··· Records supplied ···

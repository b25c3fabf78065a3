use crate::ffi::bindings as b;

// https://github.com/torvalds/linux/blob/v6.13/include/uapi/linux/perf_event.h#L824
// struct perf_event_header {
//     u32 type; # 4 bytes
//     u16 misc; # 2 bytes
//     u16 size; # 2 bytes
// };
pub(crate) const HEADER_SIZE: usize = 8;

#[derive(Clone, Copy, Debug, PartialEq, Eq)]
pub enum RecordKind {
    Mmap,
    Lost,
    Comm,
    Exit,
    Throttle,
    Unthrottle,
    Fork,
    Read,
    Sample,
    Mmap2,
    Other(u32),
}

impl From<u32> for RecordKind {
    fn from(value: u32) -> Self {
        match value {
            b::PERF_RECORD_MMAP => Self::Mmap,
            b::PERF_RECORD_LOST => Self::Lost,
            b::PERF_RECORD_COMM => Self::Comm,
            b::PERF_RECORD_EXIT => Self::Exit,
            b::PERF_RECORD_THROTTLE => Self::Throttle,
            b::PERF_RECORD_UNTHROTTLE => Self::Unthrottle,
            b::PERF_RECORD_FORK => Self::Fork,
            b::PERF_RECORD_READ => Self::Read,
            b::PERF_RECORD_SAMPLE => Self::Sample,
            b::PERF_RECORD_MMAP2 => Self::Mmap2,
            other => Self::Other(other),
        }
    }
}

/// One record drained from a ring-buffer.
///
/// The body is kept undecoded, only the leading fields of sample records
/// are exposed by [`Record::sample`].
#[derive(Clone, Debug, PartialEq, Eq)]
pub struct Record {
    /// Selection whose counter produced the record.
    pub selection_id: u32,
    /// Sample type of that selection, describes the body layout.
    pub sample_type: u64,
    pub kind: RecordKind,
    pub misc: u16,
    /// Record body without the header.
    pub body: Vec<u8>,
}

/// Fixed leading fields of a `PERF_RECORD_SAMPLE` body.
#[derive(Clone, Debug, Default, PartialEq, Eq)]
pub struct SampleFields {
    pub identifier: Option<u64>,
    pub ip: Option<u64>,
    pub pid: Option<u32>,
    pub tid: Option<u32>,
    pub time: Option<u64>,
    pub addr: Option<u64>,
    pub id: Option<u64>,
    pub stream_id: Option<u64>,
    pub cpu: Option<u32>,
    pub period: Option<u64>,
}

impl Record {
    // https://github.com/torvalds/linux/blob/v6.13/include/uapi/linux/perf_event.h#L957
    // struct {
    //     struct perf_event_header header;
    //     { u64 id;        } && PERF_SAMPLE_IDENTIFIER
    //     { u64 ip;        } && PERF_SAMPLE_IP
    //     { u32 pid, tid;  } && PERF_SAMPLE_TID
    //     { u64 time;      } && PERF_SAMPLE_TIME
    //     { u64 addr;      } && PERF_SAMPLE_ADDR
    //     { u64 id;        } && PERF_SAMPLE_ID
    //     { u64 stream_id; } && PERF_SAMPLE_STREAM_ID
    //     { u32 cpu, res;  } && PERF_SAMPLE_CPU
    //     { u64 period;    } && PERF_SAMPLE_PERIOD
    //     ...
    // };
    /// Decodes the fixed leading fields of a sample record.
    ///
    /// Returns `None` for other record kinds or a truncated body.
    pub fn sample(&self) -> Option<SampleFields> {
        if self.kind != RecordKind::Sample {
            return None;
        }

        let mut cursor = Cursor(&self.body);
        let sample_type = self.sample_type;
        macro_rules! when {
            ($flag:ident, $then:expr) => {
                match sample_type & b::$flag > 0 {
                    true => Some($then),
                    false => None,
                }
            };
        }

        let identifier = when!(PERF_SAMPLE_IDENTIFIER, cursor.u64()?);
        let ip = when!(PERF_SAMPLE_IP, cursor.u64()?);
        let task = when!(PERF_SAMPLE_TID, (cursor.u32()?, cursor.u32()?));
        let time = when!(PERF_SAMPLE_TIME, cursor.u64()?);
        let addr = when!(PERF_SAMPLE_ADDR, cursor.u64()?);
        let id = when!(PERF_SAMPLE_ID, cursor.u64()?);
        let stream_id = when!(PERF_SAMPLE_STREAM_ID, cursor.u64()?);
        let cpu = when!(PERF_SAMPLE_CPU, {
            let cpu = cursor.u32()?;
            cursor.u32()?; // res
            cpu
        });
        let period = when!(PERF_SAMPLE_PERIOD, cursor.u64()?);

        Some(SampleFields {
            identifier,
            ip,
            pid: task.map(|(pid, _)| pid),
            tid: task.map(|(_, tid)| tid),
            time,
            addr,
            id,
            stream_id,
            cpu,
            period,
        })
    }
}

struct Cursor<'a>(&'a [u8]);

impl Cursor<'_> {
    fn u64(&mut self) -> Option<u64> {
        let (head, rest) = self.0.split_first_chunk::<8>()?;
        self.0 = rest;
        Some(u64::from_ne_bytes(*head))
    }

    fn u32(&mut self) -> Option<u32> {
        let (head, rest) = self.0.split_first_chunk::<4>()?;
        self.0 = rest;
        Some(u32::from_ne_bytes(*head))
    }
}

/// Splits raw ring-buffer bytes into records, in the order they were written.
///
/// Returns the records and the number of bytes consumed; bytes after a
/// malformed header are not consumed.
pub(crate) fn split_records(
    bytes: &[u8],
    selection_id: u32,
    sample_type: u64,
) -> (Vec<Record>, usize) {
    let mut records = vec![];
    let mut offset = 0;

    while let Some(header) = bytes[offset..].first_chunk::<HEADER_SIZE>() {
        let kind = u32::from_ne_bytes([header[0], header[1], header[2], header[3]]);
        let misc = u16::from_ne_bytes([header[4], header[5]]);
        let size = u16::from_ne_bytes([header[6], header[7]]) as usize;

        if size < HEADER_SIZE || offset + size > bytes.len() {
            break;
        }

        records.push(Record {
            selection_id,
            sample_type,
            kind: kind.into(),
            misc,
            body: bytes[offset + HEADER_SIZE..offset + size].to_vec(),
        });
        offset += size;
    }

    (records, offset)
}

/// Encodes a record the way the kernel writes it into a ring-buffer.
#[cfg(test)]
pub(crate) fn encode(kind: u32, misc: u16, body: &[u8]) -> Vec<u8> {
    let size = (HEADER_SIZE + body.len()) as u16;
    let mut bytes = Vec::with_capacity(size as usize);
    bytes.extend(kind.to_ne_bytes());
    bytes.extend(misc.to_ne_bytes());
    bytes.extend(size.to_ne_bytes());
    bytes.extend(body);
    bytes
}
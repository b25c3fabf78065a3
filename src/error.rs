use std::io;

use thiserror::Error;

/// Errors returned by [`EventSelectionSet`][crate::EventSelectionSet].
#[derive(Debug, Error)]
pub enum Error {
    /// The event name is unknown or cannot be measured on this machine.
    #[error("event type `{name}` is not supported: {reason}")]
    Resolution { name: String, reason: String },

    #[error("event type `{0}` appears more than once")]
    DuplicateEvent(String),

    /// A capability probe failed or the requested options are invalid for the kernel.
    #[error("unsupported configuration: {0}")]
    UnsupportedConfiguration(String),

    /// Configuration was attempted on a selection that already has opened counters.
    #[error("event selection {0} is already opened and its attributes are frozen")]
    AlreadyOpened(u32),

    #[error("no event selection with id {0}")]
    UnknownSelection(u32),

    #[error("cpu {0} is not online")]
    CpuNotOnline(i32),

    #[error("event files were already opened {0}, mixing open modes is not supported")]
    OpenModeMismatch(&'static str),

    #[error(
        "failed to open perf event file for `{event}` ({}) on cpu {cpu}: {source}",
        target(.tid)
    )]
    Open {
        event: String,
        tid: libc::pid_t,
        cpu: i32,
        source: io::Error,
    },

    #[error("failed to read counter of `{event}` for thread {tid} on cpu {cpu}: {source}")]
    Read {
        event: String,
        tid: libc::pid_t,
        cpu: i32,
        source: io::Error,
    },

    #[error("failed to mmap {pages} pages for perf event file: {source}")]
    Mmap { pages: usize, source: io::Error },

    #[error("invalid argument: {0}")]
    InvalidArgument(String),

    #[error(transparent)]
    Io(#[from] io::Error),
}

fn target(tid: &libc::pid_t) -> String {
    match *tid {
        -1 => "all threads".to_string(),
        tid => format!("thread {}", tid),
    }
}

pub type Result<T> = std::result::Result<T, Error>;
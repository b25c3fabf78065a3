//! Ring-buffers of sampling counters and the records drained from them.

use std::fs::File;
use std::io::{Error, Result};
use std::ptr::addr_of_mut;
use std::sync::atomic::AtomicU64;

use arena::Arena;
use rb::Rb;

use crate::ffi::{Metadata, PAGE_SIZE};

mod arena;
mod rb;
pub mod record;

pub use record::{Record, RecordKind, SampleFields};

/// Memory-mapped ring-buffer of one perf event file.
///
/// The mapping is one metadata page followed by `pages` data pages.
pub struct MappedBuffer {
    arena: Arena,
}

impl MappedBuffer {
    /// Maps `pages` data pages, `pages` must be a power of two.
    pub fn new(perf: &File, pages: usize) -> Result<Self> {
        if !pages.is_power_of_two() {
            return Err(Error::other(format!("{} is not a power of two", pages)));
        }
        let Some(len) = pages
            .checked_add(1)
            .and_then(|n| n.checked_mul(*PAGE_SIZE))
        else {
            return Err(Error::other("allocation size overflow"));
        };
        let arena = Arena::new(perf, len, 0)?;
        Ok(Self { arena })
    }

    /// Copies out every byte the kernel has written since the last call.
    pub fn read_available(&mut self, out: &mut Vec<u8>) -> usize {
        let alloc = self.arena.as_slice();
        let metadata = self.arena.as_ptr() as *mut Metadata;
        // The metadata page lives as long as `arena`, the kernel only writes
        // `data_head` and we are the only writer of `data_tail`.
        let (tail, head) = unsafe {
            (
                AtomicU64::from_ptr(addr_of_mut!((*metadata).data_tail)),
                AtomicU64::from_ptr(addr_of_mut!((*metadata).data_head)),
            )
        };
        // https://github.com/torvalds/linux/blob/v6.13/kernel/events/core.c#L6212
        let rb = Rb::new(&alloc[*PAGE_SIZE..], tail, head);
        rb.read_available(out)
    }
}
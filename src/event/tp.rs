use std::fs;
use std::path::{Path, PathBuf};

use super::EventType;
use crate::ffi::bindings as b;

const TRACEFS_ROOTS: [&str; 2] = ["/sys/kernel/tracing", "/sys/kernel/debug/tracing"];

/// Tracing filesystem used to look up tracepoint ids.
#[derive(Clone, Debug, Default)]
pub struct Tracefs {
    root: Option<PathBuf>,
}

impl Tracefs {
    /// Uses `root` instead of probing the usual mount points.
    pub fn at(root: impl Into<PathBuf>) -> Self {
        Self {
            root: Some(root.into()),
        }
    }

    /// Looks up `<system>:<event>`, e.g. `sched:sched_switch`.
    pub fn find(&self, name: &str) -> Option<EventType> {
        let (system, event) = name.split_once(':')?;
        if system.is_empty() || event.is_empty() || event.contains(':') {
            return None;
        }
        let id = match &self.root {
            Some(root) => read_id(root, system, event),
            None => TRACEFS_ROOTS
                .iter()
                .find_map(|root| read_id(Path::new(root), system, event)),
        }?;
        Some(EventType::new(name, b::PERF_TYPE_TRACEPOINT, id))
    }
}

fn read_id(root: &Path, system: &str, event: &str) -> Option<u64> {
    let path = root.join("events").join(system).join(event).join("id");
    let text = fs::read_to_string(path).ok()?;
    text.trim().parse().ok()
}
use std::io::{Error, ErrorKind, Result};

/// Parses a kernel CPU list such as `0-3,5,7-11`.
pub fn parse_cpu_list(text: &str) -> Result<Vec<i32>> {
    let mut cpus = vec![];
    for part in text.trim().split(',') {
        let part = part.trim();
        if part.is_empty() {
            continue;
        }
        if let Some((start, end)) = part.split_once('-') {
            let start = parse_cpu(start)?;
            let end = parse_cpu(end)?;
            if end < start {
                return Err(invalid(part));
            }
            cpus.extend(start..=end);
        } else {
            cpus.push(parse_cpu(part)?);
        }
    }
    cpus.sort_unstable();
    cpus.dedup();
    Ok(cpus)
}

fn parse_cpu(text: &str) -> Result<i32> {
    text.trim()
        .parse::<u16>()
        .map(i32::from)
        .map_err(|_| invalid(text))
}

fn invalid(text: &str) -> Error {
    Error::new(ErrorKind::InvalidData, format!("bad cpu list entry `{}`", text))
}

#[cfg(test)]
mod test {
    use super::parse_cpu_list;

    #[test]
    fn test_parse_cpu_list() {
        assert_eq!(parse_cpu_list("0-3\n").unwrap(), [0, 1, 2, 3]);
        assert_eq!(parse_cpu_list("0,2-3,7").unwrap(), [0, 2, 3, 7]);
        assert_eq!(parse_cpu_list("5").unwrap(), [5]);
        assert_eq!(parse_cpu_list("").unwrap(), Vec::<i32>::new());
        assert!(parse_cpu_list("3-1").is_err());
        assert!(parse_cpu_list("a-b").is_err());
        assert!(parse_cpu_list("-1").is_err());
    }
}
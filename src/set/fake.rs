//! In-memory machine and loop to drive an [`EventSelectionSet`] in tests.

use std::cell::RefCell;
use std::collections::BTreeMap;
use std::io::{Error, ErrorKind, Result};
use std::os::fd::RawFd;
use std::rc::Rc;
use std::time::Duration;

use super::EventSelectionSet;
use crate::config::{EventAttr, Opts};
use crate::count::Counter;
use crate::event::tp::Tracefs;
use crate::event::BuiltinResolver;
use crate::handle::CounterHandle;
use crate::host::Host;
use crate::io_loop::{EventRef, IoLoop, LoopCallback};

#[derive(Default)]
pub struct Buffer {
    pub counter: Counter,
    pub mapped_pages: Option<usize>,
    pub pending: Vec<u8>,
}

/// A counter the fake host opened.
pub struct Opened {
    pub attr: EventAttr,
    pub tid: libc::pid_t,
    pub cpu: i32,
    pub group_fd: Option<RawFd>,
    pub fd: RawFd,
}

#[derive(Default)]
pub struct Machine {
    pub online_cpus: Vec<i32>,
    pub threads: BTreeMap<libc::pid_t, Vec<libc::pid_t>>,
    /// Opening a counter for this (tid, cpu) fails.
    pub fail_open: Option<(libc::pid_t, i32)>,
    /// Mapping more data pages than this fails.
    pub max_mmap_pages: usize,
    pub branch_sampling: bool,
    pub dwarf_call_chain: bool,
    /// (type, config) pairs the kernel refuses.
    pub unsupported: Vec<(u32, u64)>,
    pub opened: Vec<Opened>,
    /// Buffers of the counters not closed yet.
    pub live: BTreeMap<RawFd, Rc<RefCell<Buffer>>>,
    next_fd: RawFd,
}

/// A [`Host`] whose state stays reachable from the test after it is moved into the set.
#[derive(Clone)]
pub struct FakeHost(pub Rc<RefCell<Machine>>);

impl FakeHost {
    pub fn new(online_cpus: &[i32]) -> Self {
        let machine = Machine {
            online_cpus: online_cpus.to_vec(),
            max_mmap_pages: usize::MAX,
            branch_sampling: true,
            dwarf_call_chain: true,
            next_fd: 100,
            ..Default::default()
        };
        Self(Rc::new(RefCell::new(machine)))
    }

    pub fn set_online_cpus(&self, cpus: &[i32]) {
        self.0.borrow_mut().online_cpus = cpus.to_vec();
    }

    /// Number of counters currently open.
    pub fn live(&self) -> usize {
        self.0.borrow().live.len()
    }

    /// Descriptors of the open counters on `cpu`.
    pub fn fds_on(&self, cpu: i32) -> Vec<RawFd> {
        let machine = self.0.borrow();
        machine
            .opened
            .iter()
            .filter(|it| it.cpu == cpu && machine.live.contains_key(&it.fd))
            .map(|it| it.fd)
            .collect()
    }

    pub fn buffer(&self, fd: RawFd) -> Rc<RefCell<Buffer>> {
        self.0.borrow().live[&fd].clone()
    }

    /// Makes the kernel write `bytes` into the ring-buffer of `fd`.
    pub fn write(&self, fd: RawFd, bytes: &[u8]) {
        self.buffer(fd).borrow_mut().pending.extend(bytes);
    }
}

impl Host for FakeHost {
    fn open_counter(
        &mut self,
        attr: &EventAttr,
        tid: libc::pid_t,
        cpu: i32,
        group_fd: Option<RawFd>,
    ) -> Result<Box<dyn CounterHandle>> {
        let mut machine = self.0.borrow_mut();
        if machine.fail_open == Some((tid, cpu)) {
            return Err(Error::from_raw_os_error(libc::EMFILE));
        }

        let fd = machine.next_fd;
        machine.next_fd += 1;
        let buffer = Rc::new(RefCell::new(Buffer::default()));
        machine.live.insert(fd, buffer.clone());
        machine.opened.push(Opened {
            attr: attr.clone(),
            tid,
            cpu,
            group_fd,
            fd,
        });

        Ok(Box::new(FakeHandle {
            tid,
            cpu,
            fd,
            buffer,
            machine: self.0.clone(),
        }))
    }

    fn online_cpus(&self) -> Result<Vec<i32>> {
        Ok(self.0.borrow().online_cpus.clone())
    }

    fn threads_of_process(&self, pid: libc::pid_t) -> Result<Vec<libc::pid_t>> {
        self.0
            .borrow()
            .threads
            .get(&pid)
            .cloned()
            .ok_or_else(|| Error::new(ErrorKind::NotFound, "no such process"))
    }

    fn is_event_attr_supported(&self, attr: &EventAttr) -> bool {
        !self.0.borrow().unsupported.contains(&(attr.ty, attr.config))
    }

    fn is_branch_sampling_supported(&self) -> bool {
        self.0.borrow().branch_sampling
    }

    fn is_dwarf_call_chain_sampling_supported(&self) -> bool {
        self.0.borrow().dwarf_call_chain
    }
}

pub struct FakeHandle {
    tid: libc::pid_t,
    cpu: i32,
    fd: RawFd,
    buffer: Rc<RefCell<Buffer>>,
    machine: Rc<RefCell<Machine>>,
}

impl CounterHandle for FakeHandle {
    fn tid(&self) -> libc::pid_t {
        self.tid
    }

    fn cpu(&self) -> i32 {
        self.cpu
    }

    fn raw_fd(&self) -> RawFd {
        self.fd
    }

    fn read_counter(&self) -> Result<Counter> {
        Ok(self.buffer.borrow().counter)
    }

    fn mmap(&mut self, pages: usize) -> Result<()> {
        if pages > self.machine.borrow().max_mmap_pages {
            return Err(Error::from_raw_os_error(libc::ENOMEM));
        }
        self.buffer.borrow_mut().mapped_pages = Some(pages);
        Ok(())
    }

    fn has_mapped_buffer(&self) -> bool {
        self.buffer.borrow().mapped_pages.is_some()
    }

    fn drain(&mut self, out: &mut Vec<u8>) -> usize {
        let mut buffer = self.buffer.borrow_mut();
        if buffer.mapped_pages.is_none() {
            return 0;
        }
        let len = buffer.pending.len();
        out.append(&mut buffer.pending);
        len
    }

    fn unmap(&mut self) {
        self.buffer.borrow_mut().mapped_pages = None;
    }
}

impl Drop for FakeHandle {
    fn drop(&mut self) {
        self.machine.borrow_mut().live.remove(&self.fd);
    }
}

enum Trigger {
    Read(RawFd),
    Periodic(Duration),
}

/// An [`IoLoop`] whose events fire only when the test says so.
pub struct ManualLoop<C> {
    events: BTreeMap<u64, (Trigger, Option<LoopCallback<C>>)>,
    next_token: u64,
}

impl<C> ManualLoop<C> {
    pub fn new() -> Self {
        Self {
            events: BTreeMap::new(),
            next_token: 0,
        }
    }

    /// Descriptors registered for readiness.
    pub fn read_fds(&self) -> Vec<RawFd> {
        self.events
            .values()
            .filter_map(|(trigger, _)| match trigger {
                Trigger::Read(fd) => Some(*fd),
                Trigger::Periodic(_) => None,
            })
            .collect()
    }

    pub fn intervals(&self) -> Vec<Duration> {
        self.events
            .values()
            .filter_map(|(trigger, _)| match trigger {
                Trigger::Periodic(interval) => Some(*interval),
                Trigger::Read(_) => None,
            })
            .collect()
    }

    /// Reports `fd` readable, returns what its callback returned.
    pub fn ready(&mut self, ctx: &mut C, fd: RawFd) -> bool {
        let token = self
            .events
            .iter()
            .find(|(_, (trigger, _))| matches!(trigger, Trigger::Read(it) if *it == fd))
            .map(|(token, _)| *token);
        match token {
            Some(token) => self.dispatch(token, ctx),
            None => panic!("fd {} is not registered", fd),
        }
    }

    /// Fires every periodic event once.
    pub fn tick(&mut self, ctx: &mut C) -> bool {
        let tokens: Vec<u64> = self
            .events
            .iter()
            .filter(|(_, (trigger, _))| matches!(trigger, Trigger::Periodic(_)))
            .map(|(token, _)| *token)
            .collect();
        tokens
            .into_iter()
            .fold(true, |acc, token| self.dispatch(token, ctx) && acc)
    }

    fn dispatch(&mut self, token: u64, ctx: &mut C) -> bool {
        let Some(mut callback) = self.events.get_mut(&token).and_then(|it| it.1.take()) else {
            return true;
        };
        let keep_going = callback(ctx, self);
        if let Some(entry) = self.events.get_mut(&token) {
            entry.1 = Some(callback);
        }
        keep_going
    }

    fn add(&mut self, trigger: Trigger, callback: LoopCallback<C>) -> EventRef {
        let token = self.next_token;
        self.next_token += 1;
        self.events.insert(token, (trigger, Some(callback)));
        EventRef(token)
    }
}

impl<C> IoLoop<C> for ManualLoop<C> {
    fn add_read_event(&mut self, fd: RawFd, callback: LoopCallback<C>) -> Result<EventRef> {
        Ok(self.add(Trigger::Read(fd), callback))
    }

    fn add_periodic_event(
        &mut self,
        interval: Duration,
        callback: LoopCallback<C>,
    ) -> Result<EventRef> {
        Ok(self.add(Trigger::Periodic(interval), callback))
    }

    fn del_event(&mut self, event: EventRef) -> Result<()> {
        self.events.remove(&event.0);
        Ok(())
    }
}

/// A set on a fake machine with `online_cpus`.
pub fn new_set(opts: Opts, online_cpus: &[i32]) -> (EventSelectionSet, FakeHost) {
    let host = FakeHost::new(online_cpus);
    // Tracepoints are never found.
    let resolver = BuiltinResolver::with_tracefs(Tracefs::at("/nonexistent"));
    let set = EventSelectionSet::with_host(opts, host.clone(), resolver);
    (set, host)
}
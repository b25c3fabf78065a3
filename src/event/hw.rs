use super::EventType;
use crate::ffi::bindings as b;

#[rustfmt::skip]
const HARDWARE: [(&str, u64); 10] = [
    ("cpu-cycles",              b::PERF_COUNT_HW_CPU_CYCLES),
    ("instructions",            b::PERF_COUNT_HW_INSTRUCTIONS),
    ("cache-references",        b::PERF_COUNT_HW_CACHE_REFERENCES),
    ("cache-misses",            b::PERF_COUNT_HW_CACHE_MISSES),
    ("branch-instructions",     b::PERF_COUNT_HW_BRANCH_INSTRUCTIONS),
    ("branch-misses",           b::PERF_COUNT_HW_BRANCH_MISSES),
    ("bus-cycles",              b::PERF_COUNT_HW_BUS_CYCLES),
    ("stalled-cycles-frontend", b::PERF_COUNT_HW_STALLED_CYCLES_FRONTEND),
    ("stalled-cycles-backend",  b::PERF_COUNT_HW_STALLED_CYCLES_BACKEND),
    ("ref-cpu-cycles",          b::PERF_COUNT_HW_REF_CPU_CYCLES),
];

#[rustfmt::skip]
const CACHE: [(&str, u64); 7] = [
    ("L1-dcache", b::PERF_COUNT_HW_CACHE_L1D),
    ("L1-icache", b::PERF_COUNT_HW_CACHE_L1I),
    ("LLC",       b::PERF_COUNT_HW_CACHE_LL),
    ("dTLB",      b::PERF_COUNT_HW_CACHE_DTLB),
    ("iTLB",      b::PERF_COUNT_HW_CACHE_ITLB),
    ("branch",    b::PERF_COUNT_HW_CACHE_BPU),
    ("node",      b::PERF_COUNT_HW_CACHE_NODE),
];

#[rustfmt::skip]
const CACHE_OP: [(&str, u64); 3] = [
    ("load",     b::PERF_COUNT_HW_CACHE_OP_READ),
    ("store",    b::PERF_COUNT_HW_CACHE_OP_WRITE),
    ("prefetch", b::PERF_COUNT_HW_CACHE_OP_PREFETCH),
];

pub(super) fn find(name: &str) -> Option<EventType> {
    HARDWARE
        .iter()
        .find(|(it, _)| *it == name)
        .map(|&(name, config)| EventType::new(name, b::PERF_TYPE_HARDWARE, config))
}

// Cache events are spelled like `perf list` does: `L1-dcache-loads`,
// `LLC-store-misses`, `dTLB-prefetches`.
pub(super) fn find_cache(name: &str) -> Option<EventType> {
    let (id, rest) = CACHE.iter().find_map(|&(cache, id)| {
        let rest = name.strip_prefix(cache)?.strip_prefix('-')?;
        Some((id, rest))
    })?;

    let (op, result) = CACHE_OP.iter().find_map(|&(op, op_id)| {
        let rest = rest.strip_prefix(op)?;
        match rest {
            "s" | "es" => Some((op_id, b::PERF_COUNT_HW_CACHE_RESULT_ACCESS)),
            "-misses" => Some((op_id, b::PERF_COUNT_HW_CACHE_RESULT_MISS)),
            _ => None,
        }
    })?;

    let config = id | (op << 8) | (result << 16);
    Some(EventType::new(name, b::PERF_TYPE_HW_CACHE, config))
}
use std::fs;

use super::{Host, LinuxHost};

#[test]
fn test_online_cpus_from_sysfs() {
    let dir = tempfile::tempdir().unwrap();
    let online = dir.path().join("online");
    fs::write(&online, "0-2,6\n").unwrap();

    let host = LinuxHost::with_paths(&online, dir.path());
    assert_eq!(host.online_cpus().unwrap(), [0, 1, 2, 6]);

    fs::write(&online, "0,6\n").unwrap();
    assert_eq!(host.online_cpus().unwrap(), [0, 6]);
}

#[test]
fn test_threads_of_process() {
    let dir = tempfile::tempdir().unwrap();
    for tid in ["100", "102", "101"] {
        fs::create_dir_all(dir.path().join("100/task").join(tid)).unwrap();
    }

    let host = LinuxHost::with_paths(dir.path().join("online"), dir.path());
    assert_eq!(host.threads_of_process(100).unwrap(), [100, 101, 102]);
    assert!(host.threads_of_process(200).is_err());
}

···

## Task
In the listing above, locate the line with "pub fn at(root: impl" and the line with "Parses a kernel", then extract exactly those lines and every line between them, and nothing more.

## Result of this exercise
    pub fn at(root: impl Into<PathBuf>) -> Self {
        Self {
            root: Some(root.into()),
        }
    }

    /// Looks up `<system>:<event>`, e.g. `sched:sched_switch`.
    pub fn find(&self, name: &str) -> Option<EventType> {
        let (system, event) = name.split_once(':')?;
        if system.is_empty() || event.is_empty() || event.contains(':') {
            return None;
        }
        let id = match &self.root {
            Some(root) => read_id(root, system, event),
            None => TRACEFS_ROOTS
                .iter()
                .find_map(|root| read_id(Path::new(root), system, event)),
        }?;
        Some(EventType::new(name, b::PERF_TYPE_TRACEPOINT, id))
    }
}

fn read_id(root: &Path, system: &str, event: &str) -> Option<u64> {
    let path = root.join("events").join(system).join(event).join("id");
    let text = fs::read_to_string(path).ok()?;
    text.trim().parse().ok()
}
use std::io::{Error, ErrorKind, Result};

/// Parses a kernel CPU list such as `0-3,5,7-11`.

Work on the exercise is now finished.